File number: NSD 608 of 2015
Judge: PERRY J
Date of judgment: 6 July 2017
Catchwords: SUPERANNUATION – Application to set aside consent orders – application dismissed
Legislation: Federal Court Rules 2011 (Cth) r 39.05
Cases cited:

Briginshaw v Briginshaw (1938) 60 CLR 336

Harvey v Phillips (1956) 95 CLR 235

Huddersfield Banking Co. Ltd. v Henry Lister & Son Ltd (1895) 2 Ch 273

Date of hearing: 6 July 2017
Registry: New South Wales
Division: General Division
National Practice Area: Administrative and Constitutional Law and Human Rights
Category: Catchwords
Number of paragraphs: 31
Counsel for the Applicant: The Applicant appeared in person
Solicitor for the Second Respondent: Mr M Corkhill, TurksLegal
Counsel for the Third Respondent: Mr G Smith
Solicitor for the Third Respondent: Martin Trisley Lawyers
Counsel for the Fourth Respondent: The Fourth Respondent did not appear

ORDERS

NSD 608 of 2015
BETWEEN:

KENNETH MATSEN

Applicant

AND:

SUPERANNUATION COMPLAINTS TRIBUNAL

First Respondent

RETAIL EMPLOYEES SUPERANNUATION PTY LIMITED

Second Respondent

CHERIE LEE BENNETT

Third Respondent

ELIZABETH PEARSALL

Fourth Respondent

JUDGE:

PERRY J

DATE OF ORDER:

6 JULY 2017

THE COURT ORDERS THAT:

1.The applicant’s application to set aside the orders made by consent on 29 July 2016 is dismissed.

2.The applicant is to pay the costs of the third respondent as agreed or assessed.   

3.There otherwise be no order as to costs.

Note:    Entry of orders is dealt with in Rule 39.32 of the Federal Court Rules 2011.


REASONS FOR JUDGMENT

(Revised from transcript)

PERRY J:

1.               INTRODUCTION

  1. This is an interlocutory application by Mr Kenneth Matsen filed on 5 October 2016 to set aside final orders made by consent on 29 July 2016 following a court ordered mediation.  The application was filed with a supporting affidavit that was signed by Mr Matsen on 29 September 2016.  The application is opposed by the third respondent, Ms Cherie Lee Bennett.  The other respondents have not filed any documents in response to the application.  The solicitor for the second respondent, Retail Employees Superannuation Pty Limited, appeared at the hearing in order to assist the Court with any queries that may arise but indicated that the second respondent would abide the decision of the Court save as to costs.

    2.               EVIDENCE

  2. Mr Matsen filed three affidavits in support of his application, namely:

    (1)an affidavit sworn on 29 September 2016;

    (2)an affidavit sworn and filed on 8 March 2017; and

    (3)an affidavit sworn on 8 May 2017 (filed 9 May 2017).

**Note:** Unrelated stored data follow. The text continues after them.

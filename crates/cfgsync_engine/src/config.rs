//! Configuration for the sync engine.

use cfgsync_protocol::{CONFIG_API_PATH, CONFIG_NAMESPACE};
use std::time::Duration;

/// What happens to updates synthesized by dependency rules.
#[derive(Debug, Clone, Copy, PartialEq, Eq, Default)]
pub enum ForcedUpdatePolicy {
    /// Forced updates are sent like any other accepted update.
    #[default]
    Propagate,
    /// Forced updates only change the local store and presentation.
    LocalOnly,
}

/// Configuration for the sync engine.
#[derive(Debug, Clone)]
pub struct SyncConfig {
    /// Server origin (e.g., "http://localhost:8000").
    pub server_url: String,
    /// Path prefix the application is mounted under.
    pub prefix: String,
    /// Live channel reconnect behavior.
    pub reconnect: ReconnectConfig,
    /// Timeout for fallback reads and writes.
    pub request_timeout: Duration,
    /// Whether forced updates are propagated.
    pub forced_updates: ForcedUpdatePolicy,
    /// Bool field that enables authentication.
    pub auth_field: String,
    /// Text field holding the user name.
    pub username_field: String,
    /// Text field holding the password.
    pub password_field: String,
    /// Bool field that grants client-side storage.
    pub storage_field: String,
    /// Whether the configuration dialog is offered at all.
    pub dialog_enabled: bool,
}

impl SyncConfig {
    /// Creates a new sync configuration.
    pub fn new(server_url: impl Into<String>) -> Self {
        Self {
            server_url: server_url.into(),
            prefix: String::new(),
            reconnect: ReconnectConfig::default(),
            request_timeout: Duration::from_secs(30),
            forced_updates: ForcedUpdatePolicy::default(),
            auth_field: "auth".into(),
            username_field: "username".into(),
            password_field: "password".into(),
            storage_field: "localStorage".into(),
            dialog_enabled: true,
        }
    }

    /// Sets the path prefix.
    pub fn with_prefix(mut self, prefix: impl Into<String>) -> Self {
        self.prefix = prefix.into();
        self
    }

    /// Sets the reconnect configuration.
    pub fn with_reconnect(mut self, reconnect: ReconnectConfig) -> Self {
        self.reconnect = reconnect;
        self
    }

    /// Sets the fallback request timeout.
    pub fn with_request_timeout(mut self, timeout: Duration) -> Self {
        self.request_timeout = timeout;
        self
    }

    /// Sets the forced update policy.
    pub fn with_forced_updates(mut self, policy: ForcedUpdatePolicy) -> Self {
        self.forced_updates = policy;
        self
    }

    /// Sets the field names used for the authentication handshake.
    pub fn with_auth_fields(
        mut self,
        auth: impl Into<String>,
        username: impl Into<String>,
        password: impl Into<String>,
    ) -> Self {
        self.auth_field = auth.into();
        self.username_field = username.into();
        self.password_field = password.into();
        self
    }

    /// Sets the storage permission field.
    pub fn with_storage_field(mut self, field: impl Into<String>) -> Self {
        self.storage_field = field.into();
        self
    }

    /// Enables or disables the configuration dialog.
    ///
    /// A disabled dialog never loads the configuration or opens the live channel.
    pub fn with_dialog(mut self, enabled: bool) -> Self {
        self.dialog_enabled = enabled;
        self
    }

    /// URL of the live configuration channel.
    pub fn live_url(&self) -> String {
        format!("{}{}{}", self.origin(), self.prefix, CONFIG_NAMESPACE)
    }

    /// URL of the fallback configuration endpoint.
    pub fn api_url(&self) -> String {
        format!("{}{}{}", self.origin(), self.prefix, CONFIG_API_PATH)
    }

    fn origin(&self) -> &str {
        self.server_url.trim_end_matches('/')
    }
}

impl Default for SyncConfig {
    fn default() -> Self {
        Self::new("http://127.0.0.1:8000")
    }
}

/// Configuration for live channel reconnects.
///
/// The default never gives up: attempts are unbounded and the delay
/// between them is capped at five seconds.
#[derive(Debug, Clone)]
pub struct ReconnectConfig {
    /// Maximum number of consecutive failed attempts, `None` for unbounded.
    pub max_attempts: Option<u32>,
    /// Delay after the first failed attempt.
    pub initial_delay: Duration,
    /// Upper bound for any delay.
    pub max_delay: Duration,
    /// Multiplier for exponential backoff.
    pub backoff_multiplier: f64,
    /// Whether to add jitter to delays.
    pub add_jitter: bool,
}

impl ReconnectConfig {
    /// Creates an unbounded reconnect configuration.
    pub fn new() -> Self {
        Self {
            max_attempts: None,
            initial_delay: Duration::from_millis(500),
            max_delay: Duration::from_secs(5),
            backoff_multiplier: 2.0,
            add_jitter: true,
        }
    }

    /// Creates a configuration that stops after `max_attempts` consecutive failures.
    pub fn bounded(max_attempts: u32) -> Self {
        Self {
            max_attempts: Some(max_attempts),
            ..Self::new()
        }
    }

    /// Sets the initial delay.
    pub fn with_initial_delay(mut self, delay: Duration) -> Self {
        self.initial_delay = delay;
        self
    }

    /// Sets the maximum delay.
    pub fn with_max_delay(mut self, delay: Duration) -> Self {
        self.max_delay = delay;
        self
    }

    /// Sets the backoff multiplier.
    pub fn with_backoff_multiplier(mut self, multiplier: f64) -> Self {
        self.backoff_multiplier = multiplier;
        self
    }

    /// Enables or disables jitter.
    pub fn with_jitter(mut self, add_jitter: bool) -> Self {
        self.add_jitter = add_jitter;
        self
    }

    /// Returns true if another attempt is allowed after `failures` consecutive failures.
    pub fn allows_attempt(&self, failures: u32) -> bool {
        self.max_attempts.map_or(true, |max| failures < max)
    }

    /// Calculates the delay before the next attempt after `failures` consecutive failures.
    ///
    /// The result never exceeds `max_delay`; jitter only shortens it.
    pub fn delay_for_attempt(&self, failures: u32) -> Duration {
        if failures == 0 {
            return Duration::ZERO;
        }

        let exponent = failures.saturating_sub(1).min(i32::MAX as u32) as i32;
        let base_delay = self.initial_delay.as_secs_f64() * self.backoff_multiplier.powi(exponent);
        let max_secs = self.max_delay.as_secs_f64();
        // Negative multipliers can flip the sign; NaN comes from 0 * inf
        let delay_secs = if base_delay.is_nan() {
            max_secs
        } else {
            base_delay.clamp(0.0, max_secs)
        };

        if self.add_jitter {
            // Up to 25% shorter
            let jitter = delay_secs * 0.25 * rand::random::<f64>();
            Duration::from_secs_f64(delay_secs - jitter)
        } else {
            Duration::from_secs_f64(delay_secs)
        }
    }
}

impl Default for ReconnectConfig {
    fn default() -> Self {
        Self::new()
    }
}
//! Integration tests for the sync engine against the configuration server.

use async_trait::async_trait;
use cfgsync_engine::{
    standard_registry, standard_rules, ActivePath, ClientFrame, ConfigSnapshot, EnginePhase,
    FieldValue, HttpPersistence, LiveConnector, LiveLink, LoopbackClient, LoopbackServer, Notice,
    PresentationEvent, RawInput, ReconnectConfig, RecordingPresentation, SyncConfig, SyncEngine,
    SyncError, SyncResult,
};
use cfgsync_server::{AuthConfig, ConfigServer, ServerConfig, SessionId};
use parking_lot::Mutex;
use std::sync::atomic::{AtomicBool, Ordering};
use std::sync::Arc;
use std::time::Duration;

/// HTTP surface of an in-memory server that can be taken down.
#[derive(Clone)]
struct ServerHttp {
    server: Arc<ConfigServer>,
    down: Arc<AtomicBool>,
}

impl LoopbackServer for ServerHttp {
    fn handle_get(&self, path: &str) -> Result<Vec<u8>, String> {
        if self.down.load(Ordering::SeqCst) {
            return Err("502 Bad Gateway".into());
        }
        self.server.handle_get(path)
    }

    fn handle_patch(&self, path: &str, body: &[u8]) -> Result<Vec<u8>, String> {
        if self.down.load(Ordering::SeqCst) {
            return Err("502 Bad Gateway".into());
        }
        self.server.handle_patch(path, body)
    }
}

/// Live surface of an in-memory server.
#[derive(Clone)]
struct ServerConnector {
    server: Arc<ConfigServer>,
    accepting: Arc<AtomicBool>,
    sessions: Arc<Mutex<Vec<SessionId>>>,
    received: Arc<Mutex<Vec<ClientFrame>>>,
}

impl ServerConnector {
    fn new(server: Arc<ConfigServer>) -> Self {
        Self {
            server,
            accepting: Arc::new(AtomicBool::new(true)),
            sessions: Arc::new(Mutex::new(Vec::new())),
            received: Arc::new(Mutex::new(Vec::new())),
        }
    }

    fn set_accepting(&self, accepting: bool) {
        self.accepting.store(accepting, Ordering::SeqCst);
    }

    /// Drops every live session from the server side.
    fn disconnect_all(&self) {
        for id in self.sessions.lock().drain(..) {
            self.server.close_session(id);
        }
    }

    fn auth_frames(&self) -> usize {
        self.received
            .lock()
            .iter()
            .filter(|f| matches!(f, ClientFrame::Auth(_)))
            .count()
    }

    fn message_frames(&self) -> usize {
        self.received
            .lock()
            .iter()
            .filter(|f| matches!(f, ClientFrame::Message(_)))
            .count()
    }
}

#[async_trait]
impl LiveConnector for ServerConnector {
    async fn connect(&self, _url: &str) -> SyncResult<LiveLink> {
        if !self.accepting.load(Ordering::SeqCst) {
            return Err(SyncError::transport_retryable("connection refused"));
        }

        let (link, peer) = LiveLink::pair();
        let id = self
            .server
            .open_session(peer.to_client)
            .map_err(|e| SyncError::transport_retryable(e.to_string()))?;
        self.sessions.lock().push(id);

        let server = Arc::clone(&self.server);
        let received = Arc::clone(&self.received);
        let mut from_client = peer.from_client;
        tokio::spawn(async move {
            while let Some(frame) = from_client.recv().await {
                received.lock().push(frame.clone());
                let _ = server.handle_frame(id, frame);
            }
            server.close_session(id);
        });

        Ok(link)
    }
}

type Engine = SyncEngine<
    ServerConnector,
    HttpPersistence<LoopbackClient<ServerHttp>>,
    Arc<RecordingPresentation>,
>;

struct Harness {
    server: Arc<ConfigServer>,
    http: ServerHttp,
    live: ServerConnector,
    ui: Arc<RecordingPresentation>,
    engine: Engine,
}

fn init_tracing() {
    let _ = tracing_subscriber::fmt()
        .with_env_filter(tracing_subscriber::EnvFilter::from_default_env())
        .with_test_writer()
        .try_init();
}

fn harness(initial: &[u8], server_config: impl FnOnce(ServerConfig) -> ServerConfig) -> Harness {
    init_tracing();

    let initial = ConfigSnapshot::decode(initial).unwrap();
    let server = Arc::new(ConfigServer::new(server_config(ServerConfig::new(initial))));
    let http = ServerHttp {
        server: Arc::clone(&server),
        down: Arc::new(AtomicBool::new(false)),
    };
    let live = ServerConnector::new(Arc::clone(&server));
    let ui = Arc::new(RecordingPresentation::new());

    let config = SyncConfig::new("http://localhost:8000")
        .with_prefix("/cloud")
        .with_request_timeout(Duration::from_secs(2))
        .with_reconnect(
            ReconnectConfig::new()
                .with_initial_delay(Duration::from_millis(10))
                .with_max_delay(Duration::from_millis(50)),
        );
    let registry = standard_registry();
    let rules = standard_rules(&registry).unwrap();
    let persistence = HttpPersistence::new(config.api_url(), LoopbackClient::new(http.clone()));

    let engine = SyncEngine::new(
        config,
        registry,
        rules,
        live.clone(),
        persistence,
        Arc::clone(&ui),
    )
    .unwrap();

    Harness {
        server,
        http,
        live,
        ui,
        engine,
    }
}

/// Handles transport events until `done` holds.
async fn pump_until(engine: &mut Engine, what: &str, mut done: impl FnMut(&Engine) -> bool) {
    for _ in 0..200 {
        if done(engine) {
            return;
        }
        let _ = tokio::time::timeout(Duration::from_millis(20), engine.process_next_event()).await;
    }
    panic!("timed out waiting for {what}");
}

async fn eventually(what: &str, mut done: impl FnMut() -> bool) {
    for _ in 0..200 {
        if done() {
            return;
        }
        tokio::time::sleep(Duration::from_millis(10)).await;
    }
    panic!("timed out waiting for {what}");
}

const CONFIG: &[u8] = br#"{
    "auth": false, "username": "root", "password": "toor",
    "localStorage": false, "diff": false, "buffer": false, "dirStorage": false,
    "notifications": false, "online": true, "showKeysPanel": true,
    "editor": "edward", "packer": "tar", "port": 8000, "root": "/"
}"#;

#[tokio::test]
async fn fallback_applies_only_after_successful_write() {
    let mut h = harness(CONFIG, |c| c);
    h.live.set_accepting(false);
    h.engine.initialize().await.unwrap();
    assert_eq!(h.engine.transport().active_path(), ActivePath::Fallback);

    h.engine
        .on_field_changed(RawInput::text("packer", "zip"))
        .await
        .unwrap();
    assert_eq!(h.server.snapshot().get("packer"), Some(FieldValue::from("zip")));
    assert_eq!(h.engine.store().get("packer"), Some(&FieldValue::from("zip")));
    assert_eq!(h.engine.stats().fallback_writes, 1);

    h.http.down.store(true, Ordering::SeqCst);
    h.engine
        .on_field_changed(RawInput::text("port", "9000"))
        .await
        .unwrap();

    assert_eq!(h.engine.store().get("port"), Some(&FieldValue::Number(8000.0)));
    assert_eq!(h.server.snapshot().get("port"), Some(FieldValue::Number(8000.0)));
    assert_eq!(h.ui.notices(), vec![Notice::SaveFailed]);
    assert_eq!(h.engine.stats().failed_writes, 1);
}

#[tokio::test]
async fn load_failure_then_retry() {
    let mut h = harness(CONFIG, |c| c);
    h.http.down.store(true, Ordering::SeqCst);

    let err = h.engine.initialize().await.unwrap_err();
    assert!(matches!(err, SyncError::ConfigLoadFailed(_)));
    assert_eq!(h.engine.phase(), EnginePhase::Unavailable);
    assert_eq!(h.ui.notices(), vec![Notice::LoadFailed]);
    assert_eq!(Notice::LoadFailed.to_string(), "Could not load config!");

    h.http.down.store(false, Ordering::SeqCst);
    h.engine.initialize().await.unwrap();
    assert_eq!(h.engine.phase(), EnginePhase::Ready);
    assert_eq!(h.engine.store().get("root"), Some(&FieldValue::from("/")));
}

#[tokio::test]
async fn storage_group_is_forced_off() {
    let mut h = harness(CONFIG, |c| c);
    h.live.set_accepting(false);
    h.engine.initialize().await.unwrap();

    h.engine
        .on_fields_changed(&[
            RawInput::checkbox("diff", true),
            RawInput::checkbox("buffer", true),
        ])
        .await
        .unwrap();

    assert_eq!(
        h.ui.warnings(),
        vec!["diff and buffer do not work without localStorage".to_string()]
    );
    for name in ["diff", "buffer", "dirStorage"] {
        assert!(!h.engine.store().is_enabled(name), "{name} should be off");
        assert_eq!(h.server.snapshot().get(name), Some(FieldValue::Bool(false)));
    }

    // Enabling the base together with a dependent is accepted as-is
    h.ui.take();
    h.engine
        .on_fields_changed(&[
            RawInput::checkbox("localStorage", true),
            RawInput::checkbox("dirStorage", true),
        ])
        .await
        .unwrap();
    assert!(h.ui.warnings().is_empty());
    assert!(h.engine.store().is_enabled("dirStorage"));

    // Turning the base off takes the enabled dependents with it
    h.engine
        .on_field_changed(RawInput::checkbox("localStorage", false))
        .await
        .unwrap();
    assert_eq!(
        h.ui.warnings(),
        vec!["dirStorage does not work without localStorage".to_string()]
    );
    assert_eq!(h.server.snapshot().get("dirStorage"), Some(FieldValue::Bool(false)));
}

#[tokio::test]
async fn credentials_sent_once_per_connection() {
    let config = br#"{"auth": true, "username": "root", "password": "toor", "diff": false}"#;
    let mut h = harness(config, |c| c.with_auth(AuthConfig::new("root", "toor")));
    h.engine.initialize().await.unwrap();

    pump_until(&mut h.engine, "first connection", |e| e.stats().connections == 1).await;
    let live = h.live.clone();
    eventually("auth frame", || live.auth_frames() == 1).await;

    h.live.disconnect_all();
    pump_until(&mut h.engine, "reconnect", |e| e.stats().connections == 2).await;
    eventually("second auth frame", || live.auth_frames() == 2).await;

    // Authenticated writes are accepted by the server
    h.engine
        .on_field_changed(RawInput::checkbox("diff", true))
        .await
        .unwrap();
    let server = Arc::clone(&h.server);
    eventually("live write", || {
        server.snapshot().get("diff") == Some(FieldValue::Bool(true))
    })
    .await;
    assert_eq!(h.live.auth_frames(), 2);
    assert!(h.ui.notices().is_empty());
}

#[tokio::test]
async fn rejected_credentials_fall_back_to_http() {
    let config = br#"{"auth": true, "username": "root", "password": "wrong", "diff": false}"#;
    let mut h = harness(config, |c| c.with_auth(AuthConfig::new("root", "toor")));
    h.engine.initialize().await.unwrap();

    let ui = Arc::clone(&h.ui);
    pump_until(&mut h.engine, "rejection", |_| {
        ui.notices().contains(&Notice::AuthRejected)
    })
    .await;
    assert_eq!(Notice::AuthRejected.to_string(), "Wrong credentials!");
    assert_eq!(h.engine.transport().active_path(), ActivePath::Fallback);

    h.engine
        .on_field_changed(RawInput::text("editor", "dword"))
        .await
        .unwrap();
    assert_eq!(h.server.snapshot().get("editor"), Some(FieldValue::from("dword")));
    assert_eq!(h.engine.stats().fallback_writes, 1);
    assert_eq!(h.live.message_frames(), 0);
}

#[tokio::test]
async fn remote_updates_bypass_rules() {
    let mut h = harness(CONFIG, |c| c);
    h.engine.initialize().await.unwrap();
    pump_until(&mut h.engine, "connection", |e| e.stats().connections == 1).await;
    h.ui.take();

    // Another client writes through the HTTP endpoint
    h.server
        .handle_patch("/cloud/api/v1/config", br#"{"diff":true,"theme":"dark"}"#)
        .unwrap();

    pump_until(&mut h.engine, "remote update", |e| {
        e.stats().remote_updates_applied == 1
    })
    .await;

    assert!(h.engine.store().is_enabled("diff"));
    assert!(!h.engine.store().is_enabled("localStorage"));
    assert!(h.ui.warnings().is_empty());
    assert_eq!(h.engine.store().get("theme"), None);
    assert_eq!(h.engine.stats().remote_updates_skipped, 1);
    assert!(h
        .ui
        .events()
        .contains(&PresentationEvent::Apply("diff".into(), FieldValue::Bool(true))));
}

#[tokio::test]
async fn capability_push_reports_storage() {
    let config = br#"{"localStorage": true, "diff": false}"#;
    let mut h = harness(config, |c| c);
    h.engine.initialize().await.unwrap();
    h.ui.take();

    let ui = Arc::clone(&h.ui);
    pump_until(&mut h.engine, "capability push", |_| {
        ui.events()
            .iter()
            .any(|e| matches!(e, PresentationEvent::ServerConfig(_)))
    })
    .await;
    assert!(h.ui.events().contains(&PresentationEvent::StorageAllowed(true)));
}

#[tokio::test]
async fn reconnect_switches_back_to_live() {
    let mut h = harness(CONFIG, |c| c);
    h.engine.initialize().await.unwrap();
    pump_until(&mut h.engine, "connection", |e| e.stats().connections == 1).await;

    h.engine
        .on_field_changed(RawInput::checkbox("notifications", true))
        .await
        .unwrap();
    assert_eq!(h.engine.stats().live_sends, 1);

    // Drop the link and refuse new ones for a while
    h.live.set_accepting(false);
    h.live.disconnect_all();
    pump_until(&mut h.engine, "disconnect", |e| {
        e.transport().active_path() == ActivePath::Fallback
    })
    .await;

    let revision = h.server.revision();
    h.engine
        .on_field_changed(RawInput::checkbox("online", false))
        .await
        .unwrap();
    assert_eq!(h.engine.stats().fallback_writes, 1);
    assert_eq!(h.server.revision(), revision + 1);

    h.live.set_accepting(true);
    pump_until(&mut h.engine, "reconnect", |e| e.stats().connections == 2).await;
    assert_eq!(h.engine.transport().active_path(), ActivePath::Live);

    h.engine
        .on_field_changed(RawInput::checkbox("showKeysPanel", false))
        .await
        .unwrap();
    assert_eq!(h.engine.stats().live_sends, 2);
    assert_eq!(h.engine.stats().fallback_writes, 1);

    let server = Arc::clone(&h.server);
    eventually("live write", || {
        server.snapshot().get("showKeysPanel") == Some(FieldValue::Bool(false))
    })
    .await;
}

#[tokio::test]
async fn spawned_engine_handles_commands() {
    let h = harness(CONFIG, |c| c);
    let server = Arc::clone(&h.server);
    let ui = Arc::clone(&h.ui);
    let (handle, task) = h.engine.spawn();

    // Queued before the initial load finished
    handle.show().unwrap();
    handle.field_changed(RawInput::text("root", "/srv")).unwrap();

    eventually("write through handle", || {
        server.snapshot().get("root") == Some(FieldValue::from("/srv"))
    })
    .await;
    eventually("live session", || server.session_count() == 1).await;
    assert!(!ui.events().contains(&PresentationEvent::Visible(true)));

    handle.show().unwrap();
    eventually("dialog shown", || {
        ui.events().contains(&PresentationEvent::Visible(true))
    })
    .await;

    handle.shutdown().unwrap();
    let engine = task.await.unwrap();
    assert_eq!(engine.store().get("root"), Some(&FieldValue::from("/srv")));
    assert!(handle.is_closed());
}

  3. While these were read without objection in the sense that the third respondent did not seek to have any part of the evidence excluded, nonetheless counsel for the third respondent explained that his client had a “blanket objection” to the disclosure of settlement discussions with the third respondent.  Such negotiations are confidential and the objection was properly made. Nor did the content of the negotiations themselves appear to be relevant to any part of the grounds for the application.  Counsel for the third respondent also submitted that evidence annexed to the applicant’s affidavit dated 8 March 2017 in relation to the substantive issues which would arise if the consent orders were set aside was not relevant.  I agree.  The Court is presently seized only of the application to set aside the consent orders and at this stage only evidence bearing upon that application is relevant.

  4. I also ruled against an oral application by the applicant to adduce further evidence of a tax ruling post-dating the making of the consent orders on the ground that the evidence could not have any relevance to the circumstances in which the consent orders the subject of the application came to be made.

  5. The third respondent relied upon the affidavit of Martin Trisley, the solicitor for the third respondent, affirmed on 13 April 2017 (Trisley affidavit) which was read without objection.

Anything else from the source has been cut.